Photos:
Jason Merritt/ Frazer Harrison/ Getty
Here’s a 17 year old mother of the bride going to pick out china patterns. TERRIBLE choice. I mean I understand she wants to set herself apart from Ariana Grande and not dress like she’s a screaming pop teen but there had to be other cuter options.
Or maybe I’m just mad at her because I hated If I Stay, the movie, and didn’t cry at all, not even close. And I swear, I wanted to. The conditions were set up so well. I was exhausted from golf and a bad round. I ate poutine and pulled pork and chips. I was strung out on root beer. The tears were ready, they just needed a nudge.
And instead…
I just couldn’t get with her as Mia. She reminds me too much of Lindsay Lohan. And they focused so much on the romance in the second act, her parents practically disappeared, even though the family is where so much of the emotion comes from. Unfortunately they gave up the family in favour of the boyfriend. Which would have been fine if they actually had chemistry. Jamie Blackley is great. I just didn’t believe they were into each other.
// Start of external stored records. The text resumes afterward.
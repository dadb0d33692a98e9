use quote_ingestor::models::price_series::PriceSeries;

use crate::{rolling::rolling_mean, series::IndicatorSeries};

/// Simple moving average of the close over `window` trailing bars.
pub fn sma(series: &PriceSeries, window: usize) -> IndicatorSeries {
    IndicatorSeries::new(
        format!("{window}-Day SMA"),
        series.dates(),
        rolling_mean(&series.closes(), window),
    )
}
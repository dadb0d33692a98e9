use chrono::NaiveDate;
use serde::Serialize;

/// One value of an indicator, `None` where it is undefined.
#[derive(Debug, Clone, Copy, PartialEq, Serialize)]
pub struct IndicatorPoint {
    pub date: NaiveDate,
    pub value: Option<f64>,
}

/// A named indicator aligned to a price series' dates.
#[derive(Debug, Clone, PartialEq, Serialize)]
pub struct IndicatorSeries {
    name: String,
    points: Vec<IndicatorPoint>,
}

impl IndicatorSeries {
    /// Pairs `dates` with `values` positionally.
    ///
    /// Both inputs come from the same price series, so they have the same
    /// length; any excess on either side is ignored.
    pub fn new(
        name: impl Into<String>,
        dates: impl IntoIterator<Item = NaiveDate>,
        values: impl IntoIterator<Item = Option<f64>>,
    ) -> Self {
        let points = dates
            .into_iter()
            .zip(values)
            .map(|(date, value)| IndicatorPoint { date, value })
            .collect();

        Self {
            name: name.into(),
            points,
        }
    }

    pub fn name(&self) -> &str {
        &self.name
    }

    pub fn points(&self) -> &[IndicatorPoint] {
        &self.points
    }

    pub fn len(&self) -> usize {
        self.points.len()
    }

    pub fn is_empty(&self) -> bool {
        self.points.is_empty()
    }

    pub fn values(&self) -> impl Iterator<Item = Option<f64>> + '_ {
        self.points.iter().map(|point| point.value)
    }

    pub fn value_at(&self, index: usize) -> Option<f64> {
        self.points.get(index).and_then(|point| point.value)
    }

    /// Only the defined entries, as `(date, value)` pairs.
    pub fn defined(&self) -> impl Iterator<Item = (NaiveDate, f64)> + '_ {
        self.points
            .iter()
            .filter_map(|point| point.value.map(|value| (point.date, value)))
    }

    /// Number of leading undefined entries.
    pub fn leading_gaps(&self) -> usize {
        self.points
            .iter()
            .take_while(|point| point.value.is_none())
            .count()
    }

    pub fn last_value(&self) -> Option<f64> {
        self.points.last().and_then(|point| point.value)
    }
}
At one point, the two of them are lying in bed after having sex and he’s telling her about his homeless drunk dad and how sad it was to see him like that and her first reaction to his tragic story is to say, “Sh-t, Adam”. My reaction to “Sh-t, Adam” was to laugh. And it got worse from there.
When the grandfather is crying at her bedside telling her it’s OK for her to go? That part had potential. Until at the very end of his pleading, he let out the longest, weirdest sounding wheeze in the history of cinema. Took me right out of the moment.